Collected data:
********************
#[cfg(test)]
mod tests {
    use species_map_params_models::{LatLng, Location, RawMapParams};

    use super::*;
    use crate::diagnostics::{CollectingReporter, NullReporter};

    const TVK: &str = "NHMSYS0000530739";

    fn raw(pairs: &[(&str, &str)]) -> RawMapParams {
        pairs.iter().copied().collect()
    }

    fn tvk_layers(pairs: &[(&str, &str)]) -> (LayerSet, Vec<ParamWarning>) {
        let reporter = CollectingReporter::new();
        let params = Params::new(&raw(pairs), TVK, &NullReporter);
        let layers = params.derive_layers(&reporter);
        (layers, reporter.take())
    }

    fn explore(is_square: bool) -> ExploreMap {
        ExploreMap {
            is_group: false,
            location: Location {
                is_square,
                latitude: 54.0,
                longitude: -2.0,
                radius: 10.0,
            },
            group_name: "birds".into(),
            species_name: "Turdus merula".into(),
        }
    }

    fn explore_layers(pairs: &[(&str, &str)], target: ExploreMap) -> (LayerSet, Vec<ParamWarning>) {
        let reporter = CollectingReporter::new();
        let params = Params::new(&raw(pairs), target, &NullReporter);
        let layers = params.derive_layers(&reporter);
        (layers, reporter.take())
    }

    #[test]
    fn default_single_grid_layer() {
        let (layers, warnings) = tvk_layers(&[]);
        assert!(warnings.is_empty());
        assert_eq!(layers.len(), 1);
        let layer = layers.get(TVK).unwrap();
        assert_eq!(
            layer.query_url,
            "https://records-ws.nbnatlas.org/ogc/wms/reflect?q=*:*&fq=lsid:NHMSYS0000530739\
             &ENV=colourmode:osgrid;gridlabels:false;opacity:0.8;color:FFFF00;gridres:fixed_10km"
        );
    }

    #[test]
    fn layers_serialise_as_ordered_json_array() {
        let (layers, _) = tvk_layers(&[("unconfirmed", "1")]);
        let json = serde_json::to_value(&layers).unwrap();
        let entries = json.as_array().unwrap();
        assert_eq!(entries.len(), 2);
        assert_eq!(entries[0]["name"], ACCEPTED_TITLE);
        assert_eq!(entries[1]["name"], UNCONFIRMED_TITLE);
        assert_eq!(
            entries[0]["queryUrl"].as_str(),
            Some(layers.get(ACCEPTED_TITLE).unwrap().query_url.as_str())
        );

        let back: LayerSet = serde_json::from_value(json).unwrap();
        assert_eq!(back, layers);
    }

    #[test]
    fn single_layer_uses_band_zero_fill_and_datasets() {
        let (layers, _) = tvk_layers(&[("b0fill", "123456"), ("ds", "dr1,dr2"), ("res", "2km")]);
        assert_eq!(
            layers.get(TVK).unwrap().query_url,
            "https://records-ws.nbnatlas.org/ogc/wms/reflect?q=*:*&fq=lsid:NHMSYS0000530739\
             +AND+(data_resource_uid:dr1+OR+data_resource_uid:dr2)\
             &ENV=colourmode:osgrid;gridlabels:false;opacity:0.8;color:123456;gridres:fixed_2km"
        );
    }

    #[test]
    fn one_layer_per_date_band() {
        let (layers, _) = tvk_layers(&[
            ("b0from", "1600"),
            ("b0to", "1986"),
            ("b2from", "1987"),
            ("b2to", "2030"),
            ("b2fill", "00ff00"),
        ]);
        let names: Vec<&str> = layers.names().collect();
        assert_eq!(
            names,
            [
                "NHMSYS0000530739: 1600-1986",
                "NHMSYS0000530739: 1987-2030"
            ]
        );
        assert_eq!(
            layers.get("NHMSYS0000530739: 1987-2030").unwrap().query_url,
            "https://records-ws.nbnatlas.org/ogc/wms/reflect?q=*:*&fq=lsid:NHMSYS0000530739\
             +AND+year:[1987+TO+2030]\
             &ENV=colourmode:osgrid;gridlabels:false;opacity:0.8;color:00FF00;gridres:fixed_10km"
        );
    }

    #[test]
    fn date_bands_take_precedence_over_unconfirmed() {
        let (layers, _) = tvk_layers(&[("b0from", "1990"), ("b0to", "2000"), ("unconfirmed", "1")]);
        assert_eq!(layers.len(), 1);
        assert!(layers.get("NHMSYS0000530739: 1990-2000").is_some());
    }

    #[test]
    fn custom_query_wins_over_everything() {
        let query = "https://example.org/wms?q=anything&x=\"quoted\"";
        let (layers, _) = tvk_layers(&[
            ("query", query),
            ("b0from", "1990"),
            ("b0to", "2000"),
            ("unconfirmed", "1"),
        ]);
        assert_eq!(layers.len(), 1);
        assert_eq!(layers.get(TVK).unwrap().query_url, query);
    }

    #[test]
    fn unconfirmed_gives_two_point_layers() {
        let (layers, _) = tvk_layers(&[("unconfirmed", "1"), ("pointSize", "6")]);
        let names: Vec<&str> = layers.names().collect();
        assert_eq!(names, [ACCEPTED_TITLE, UNCONFIRMED_TITLE]);
        assert_eq!(
            layers.get(ACCEPTED_TITLE).unwrap().query_url,
            "https://records-ws.nbnatlas.org/ogc/wms/reflect?q=*:*&fq=-occurrence_status%3Aabsent\
             &fq=lsid:NHMSYS0000530739&fq=identification_verification_status:(\"Accepted\" OR \
             \"Accepted - considered correct\" OR \"Accepted - correct\" OR \"verified\")\
             &OUTLINE=false&ENV=size:6;opacity:0.8;color:FF00FF"
        );
        assert_eq!(
            layers.get(UNCONFIRMED_TITLE).unwrap().query_url,
            "https://records-ws.nbnatlas.org/ogc/wms/reflect?q=*:*&fq=-occurrence_status%3Aabsent\
             &fq=lsid:NHMSYS0000530739&fq=identification_verification_status:(\"Unconfirmed\" OR \
             \"Unconfirmed - plausible\" OR \"Unconfirmed - not reviewed\")\
             &OUTLINE=false&ENV=size:6;opacity:0.8;color:E6704C"
        );
    }

    #[test]
    fn explore_square_appends_wkt() {
        let (layers, warnings) = explore_layers(&[], explore(true));
        assert!(warnings.is_empty());
        let layer = layers.get("Turdus merula").unwrap();
        let wkt = bounding_rectangle_wkt(54.0, -2.0, 10_000.0, 10_000.0);
        assert_eq!(
            layer.query_url,
            format!(
                "https://records-ws.nbnatlas.org/ogc/wms/reflect?q=taxon_name%3A%22Turdus%20merula%22\
                 &fq=species_group%3Abirds\
                 &fq=(geospatial_kosher%3Atrue%20AND%20-occurrence_status%3Aabsent)&wkt={wkt}\
                 &ENV=colourmode:osgrid;gridlabels:false;opacity:0.8;color:FFFF00;gridres:fixed_10km"
            )
        );
    }

    #[test]
    fn explore_circle_appends_radius() {
        let (layers, _) = explore_layers(&[("b0from", "1990"), ("b0to", "2000")], explore(false));
        let layer = layers.get("Turdus merula: 1990-2000").unwrap();
        assert!(
            layer.query_url.contains(
                "&fq=(geospatial_kosher%3Atrue%20AND%20-occurrence_status%3Aabsent)\
                 +AND+year:[1990+TO+2000]&lat=54&lon=-2&radius=10&ENV="
            ),
            "{}",
            layer.query_url
        );
    }

    #[test]
    fn explore_without_region_has_no_area() {
        let (layers, _) = explore_layers(&[("region", "0")], explore(false));
        let url = &layers.get("Turdus merula").unwrap().query_url;
        assert!(!url.contains("&lat="));
        assert!(!url.contains("&wkt="));
    }

    #[test]
    fn explore_group_uses_wildcards() {
        let mut target = explore(true);
        target.is_group = true;
        target.group_name = "ALL_SPECIES".into();
        let (layers, _) = explore_layers(&[("region", "0")], target);
        let layer = layers.get("ALL_SPECIES").unwrap();
        assert!(layer.query_url.starts_with(
            "https://records-ws.nbnatlas.org/ogc/wms/reflect?q=taxon_name%3A*&fq=species_group%3A*&fq="
        ));
    }

    #[test]
    fn empty_explore_target_has_no_layers() {
        let mut target = explore(true);
        target.group_name.clear();
        target.species_name.clear();
        let (layers, warnings) = explore_layers(&[], target);
        assert!(layers.is_empty());
        assert_eq!(warnings, vec![ParamWarning::EmptyExploreTarget]);
    }

    #[test]
    fn duplicate_band_titles_are_skipped() {
        let (layers, warnings) = tvk_layers(&[
            ("b0from", "1990"),
            ("b0to", "2000"),
            ("b1from", "1990"),
            ("b1to", "2000"),
        ]);
        assert_eq!(layers.len(), 1);
        assert!(layers.get("NHMSYS0000530739: 1990-2000").unwrap().query_url.contains("FFFF00"));
        assert_eq!(
            warnings,
            vec![ParamWarning::DuplicateLayer {
                title: "NHMSYS0000530739: 1990-2000".into()
            }]
        );
    }

    #[test]
    fn get_map_url_appends_wms_parameters() {
        let layer = NamedLayer::new("x", "https://records-ws.nbnatlas.org/ogc/wms/reflect?q=*:*");
        let bbox = LatLngBounds::from_corners(LatLng::new(0.0, 0.0), LatLng::new(0.0, 0.0));
        assert_eq!(
            layer.get_map_url(&bbox, 256),
            "https://records-ws.nbnatlas.org/ogc/wms/reflect?q=*:*&SERVICE=WMS&REQUEST=GetMap\
             &LAYERS=ALA%3Aoccurrences&STYLES=&FORMAT=image%2Fpng&TRANSPARENT=false&VERSION=1.1.1\
             &WIDTH=256&HEIGHT=256&SRS=EPSG%3A3857&BBOX=0,0,0,0"
        );
    }

    #[test]
    fn get_map_url_projects_to_mercator() {
        let layer = NamedLayer::new("x", "https://example.org/wms?");
        let bbox = LatLngBounds::from_corners(LatLng::new(-90.0, -180.0), LatLng::new(90.0, 180.0));
        let url = layer.get_map_url(&bbox, 512);
        assert!(url.contains("&WIDTH=512&HEIGHT=512&"));
        let bbox: Vec<f64> = url
            .rsplit("&BBOX=")
            .next()
            .unwrap()
            .split(',')
            .map(|v| v.parse().unwrap())
            .collect();
        let half_world = 20_037_508.342_789_244;
        for (value, expected) in bbox.iter().zip([-half_world, -half_world, half_world, half_world]) {
            assert!((value - expected).abs() < 1e-3, "{value} vs {expected}");
        }
    }
}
********************
Return only those lines of the records that contain the string "osgrid".

Exercise output:
             &ENV=colourmode:osgrid;gridlabels:false;opacity:0.8;color:FFFF00;gridres:fixed_10km"
             &ENV=colourmode:osgrid;gridlabels:false;opacity:0.8;color:123456;gridres:fixed_2km"
             &ENV=colourmode:osgrid;gridlabels:false;opacity:0.8;color:00FF00;gridres:fixed_10km"
                 &ENV=colourmode:osgrid;gridlabels:false;opacity:0.8;color:FFFF00;gridres:fixed_10km"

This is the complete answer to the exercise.